WHAT YOU SHOULD DO: Search the records for lines with the word "Deserialize" and copy each match.

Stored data

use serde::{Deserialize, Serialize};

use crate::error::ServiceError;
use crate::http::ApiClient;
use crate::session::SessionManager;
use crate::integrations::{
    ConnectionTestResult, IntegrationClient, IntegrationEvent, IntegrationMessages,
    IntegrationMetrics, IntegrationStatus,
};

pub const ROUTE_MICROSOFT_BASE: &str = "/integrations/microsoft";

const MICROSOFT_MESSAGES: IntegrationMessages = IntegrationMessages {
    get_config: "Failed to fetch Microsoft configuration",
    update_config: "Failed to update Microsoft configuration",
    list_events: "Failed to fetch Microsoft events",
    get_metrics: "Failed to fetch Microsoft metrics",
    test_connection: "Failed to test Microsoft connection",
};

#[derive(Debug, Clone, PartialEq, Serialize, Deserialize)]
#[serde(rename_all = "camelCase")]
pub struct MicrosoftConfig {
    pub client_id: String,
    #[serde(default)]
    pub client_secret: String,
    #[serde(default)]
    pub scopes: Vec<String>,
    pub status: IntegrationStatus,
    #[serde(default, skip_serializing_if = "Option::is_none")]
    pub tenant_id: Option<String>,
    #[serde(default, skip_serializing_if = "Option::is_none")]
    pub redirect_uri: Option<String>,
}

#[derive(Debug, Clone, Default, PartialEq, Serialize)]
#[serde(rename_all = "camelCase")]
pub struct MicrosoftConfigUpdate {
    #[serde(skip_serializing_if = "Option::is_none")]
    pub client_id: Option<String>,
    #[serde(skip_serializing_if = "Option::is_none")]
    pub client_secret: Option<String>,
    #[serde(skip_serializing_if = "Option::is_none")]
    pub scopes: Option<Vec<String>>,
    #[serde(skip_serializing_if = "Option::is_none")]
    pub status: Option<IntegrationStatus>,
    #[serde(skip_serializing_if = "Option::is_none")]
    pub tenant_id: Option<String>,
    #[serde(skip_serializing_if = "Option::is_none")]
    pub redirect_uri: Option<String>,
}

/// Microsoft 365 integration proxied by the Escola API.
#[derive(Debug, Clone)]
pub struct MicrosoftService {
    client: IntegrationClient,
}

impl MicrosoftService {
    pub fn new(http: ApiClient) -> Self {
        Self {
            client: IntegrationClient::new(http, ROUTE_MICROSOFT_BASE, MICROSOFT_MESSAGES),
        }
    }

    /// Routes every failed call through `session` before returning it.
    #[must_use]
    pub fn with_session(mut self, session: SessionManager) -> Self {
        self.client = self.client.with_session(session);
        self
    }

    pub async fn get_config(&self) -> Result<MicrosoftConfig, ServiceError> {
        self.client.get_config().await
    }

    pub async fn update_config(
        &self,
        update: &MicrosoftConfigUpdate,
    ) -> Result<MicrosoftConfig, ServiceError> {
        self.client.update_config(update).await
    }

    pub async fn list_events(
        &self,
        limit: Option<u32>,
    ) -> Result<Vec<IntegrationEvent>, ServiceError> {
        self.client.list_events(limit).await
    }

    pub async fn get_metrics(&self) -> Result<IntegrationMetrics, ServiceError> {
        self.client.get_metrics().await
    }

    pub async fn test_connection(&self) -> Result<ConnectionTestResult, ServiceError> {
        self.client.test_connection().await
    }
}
...
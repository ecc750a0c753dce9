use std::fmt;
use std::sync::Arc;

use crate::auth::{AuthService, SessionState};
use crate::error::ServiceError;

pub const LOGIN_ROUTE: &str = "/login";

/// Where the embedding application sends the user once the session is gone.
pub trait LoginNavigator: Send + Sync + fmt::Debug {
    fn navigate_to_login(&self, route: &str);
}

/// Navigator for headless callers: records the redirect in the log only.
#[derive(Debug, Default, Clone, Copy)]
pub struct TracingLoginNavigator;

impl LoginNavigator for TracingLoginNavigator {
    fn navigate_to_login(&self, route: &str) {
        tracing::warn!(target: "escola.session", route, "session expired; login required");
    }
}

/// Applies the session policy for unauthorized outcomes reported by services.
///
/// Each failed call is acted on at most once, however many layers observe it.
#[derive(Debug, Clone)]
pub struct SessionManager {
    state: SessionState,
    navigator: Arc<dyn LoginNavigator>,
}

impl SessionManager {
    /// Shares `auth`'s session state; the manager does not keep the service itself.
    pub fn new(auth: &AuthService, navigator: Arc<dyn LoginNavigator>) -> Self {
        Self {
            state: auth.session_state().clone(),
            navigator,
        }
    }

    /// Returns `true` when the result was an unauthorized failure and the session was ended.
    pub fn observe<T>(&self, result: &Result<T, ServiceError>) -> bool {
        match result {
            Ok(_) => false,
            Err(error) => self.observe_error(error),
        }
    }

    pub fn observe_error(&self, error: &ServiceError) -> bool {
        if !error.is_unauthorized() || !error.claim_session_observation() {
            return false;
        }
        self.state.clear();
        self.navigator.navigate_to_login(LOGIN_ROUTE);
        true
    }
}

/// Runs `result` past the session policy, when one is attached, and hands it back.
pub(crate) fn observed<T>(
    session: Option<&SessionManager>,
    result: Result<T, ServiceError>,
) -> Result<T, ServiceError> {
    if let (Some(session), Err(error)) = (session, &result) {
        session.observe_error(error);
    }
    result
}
--
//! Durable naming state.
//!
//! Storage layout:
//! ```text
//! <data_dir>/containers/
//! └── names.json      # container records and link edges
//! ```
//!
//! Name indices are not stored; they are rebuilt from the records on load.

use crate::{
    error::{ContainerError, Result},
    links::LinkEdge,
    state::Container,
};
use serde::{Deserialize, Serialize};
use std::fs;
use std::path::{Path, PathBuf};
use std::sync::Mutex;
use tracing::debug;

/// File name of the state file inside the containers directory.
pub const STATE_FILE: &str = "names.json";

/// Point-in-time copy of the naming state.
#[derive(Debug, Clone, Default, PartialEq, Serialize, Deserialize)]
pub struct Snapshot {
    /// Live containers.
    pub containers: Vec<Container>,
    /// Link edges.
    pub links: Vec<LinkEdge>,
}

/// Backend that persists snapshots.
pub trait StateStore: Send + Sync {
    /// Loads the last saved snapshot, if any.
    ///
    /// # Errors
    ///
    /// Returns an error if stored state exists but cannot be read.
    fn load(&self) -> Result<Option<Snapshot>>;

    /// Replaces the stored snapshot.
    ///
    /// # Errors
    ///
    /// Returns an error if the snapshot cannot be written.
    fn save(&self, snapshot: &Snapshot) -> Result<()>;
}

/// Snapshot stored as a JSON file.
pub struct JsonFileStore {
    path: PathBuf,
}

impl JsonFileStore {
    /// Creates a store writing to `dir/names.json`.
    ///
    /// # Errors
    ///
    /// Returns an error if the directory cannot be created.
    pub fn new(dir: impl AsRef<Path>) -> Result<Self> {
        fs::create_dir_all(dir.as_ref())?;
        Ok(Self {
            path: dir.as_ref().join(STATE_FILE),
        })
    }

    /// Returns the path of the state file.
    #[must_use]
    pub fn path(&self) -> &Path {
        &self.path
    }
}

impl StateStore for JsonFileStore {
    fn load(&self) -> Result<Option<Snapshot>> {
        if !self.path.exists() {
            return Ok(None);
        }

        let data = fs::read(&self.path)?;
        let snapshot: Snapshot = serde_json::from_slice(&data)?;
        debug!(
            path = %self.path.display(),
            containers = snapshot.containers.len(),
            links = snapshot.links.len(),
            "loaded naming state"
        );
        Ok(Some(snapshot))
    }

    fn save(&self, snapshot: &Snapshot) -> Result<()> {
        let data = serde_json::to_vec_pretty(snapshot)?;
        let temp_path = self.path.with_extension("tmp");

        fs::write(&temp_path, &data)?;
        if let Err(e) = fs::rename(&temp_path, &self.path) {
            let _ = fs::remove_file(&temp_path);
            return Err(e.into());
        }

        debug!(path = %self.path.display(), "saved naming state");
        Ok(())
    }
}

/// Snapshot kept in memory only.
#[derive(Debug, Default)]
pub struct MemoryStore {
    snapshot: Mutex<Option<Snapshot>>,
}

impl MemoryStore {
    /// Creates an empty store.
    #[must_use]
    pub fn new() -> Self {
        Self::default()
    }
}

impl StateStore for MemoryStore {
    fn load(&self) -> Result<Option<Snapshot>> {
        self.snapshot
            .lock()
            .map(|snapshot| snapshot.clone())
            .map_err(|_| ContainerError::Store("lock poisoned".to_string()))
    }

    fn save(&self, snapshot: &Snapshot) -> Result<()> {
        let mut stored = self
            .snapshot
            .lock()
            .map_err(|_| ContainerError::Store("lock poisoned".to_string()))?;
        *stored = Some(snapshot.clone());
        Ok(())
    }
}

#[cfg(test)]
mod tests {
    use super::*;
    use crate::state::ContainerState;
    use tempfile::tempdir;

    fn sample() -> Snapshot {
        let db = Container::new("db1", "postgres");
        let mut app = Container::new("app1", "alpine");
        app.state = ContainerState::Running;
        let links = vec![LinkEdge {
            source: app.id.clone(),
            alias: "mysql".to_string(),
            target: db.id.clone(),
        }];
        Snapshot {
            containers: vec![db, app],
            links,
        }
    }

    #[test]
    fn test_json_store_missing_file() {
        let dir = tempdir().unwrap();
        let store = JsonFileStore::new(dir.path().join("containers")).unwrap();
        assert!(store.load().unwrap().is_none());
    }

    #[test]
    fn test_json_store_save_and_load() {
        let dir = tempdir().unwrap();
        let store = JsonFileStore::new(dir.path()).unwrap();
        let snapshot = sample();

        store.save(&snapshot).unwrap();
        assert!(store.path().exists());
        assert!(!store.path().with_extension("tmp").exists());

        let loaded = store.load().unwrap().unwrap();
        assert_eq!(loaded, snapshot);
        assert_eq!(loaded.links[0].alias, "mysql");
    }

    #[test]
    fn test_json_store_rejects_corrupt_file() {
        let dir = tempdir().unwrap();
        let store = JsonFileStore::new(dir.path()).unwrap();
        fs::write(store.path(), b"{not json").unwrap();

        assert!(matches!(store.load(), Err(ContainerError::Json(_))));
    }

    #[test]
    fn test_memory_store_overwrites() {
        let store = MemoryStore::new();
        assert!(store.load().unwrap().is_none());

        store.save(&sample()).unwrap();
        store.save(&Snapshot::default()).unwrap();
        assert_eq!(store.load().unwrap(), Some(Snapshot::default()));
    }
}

RESPONSE AREA:
use serde::{Deserialize, Serialize};
#[derive(Debug, Clone, PartialEq, Serialize, Deserialize)]
use serde::{Deserialize, Serialize};
#[derive(Debug, Clone, Default, PartialEq, Serialize, Deserialize)]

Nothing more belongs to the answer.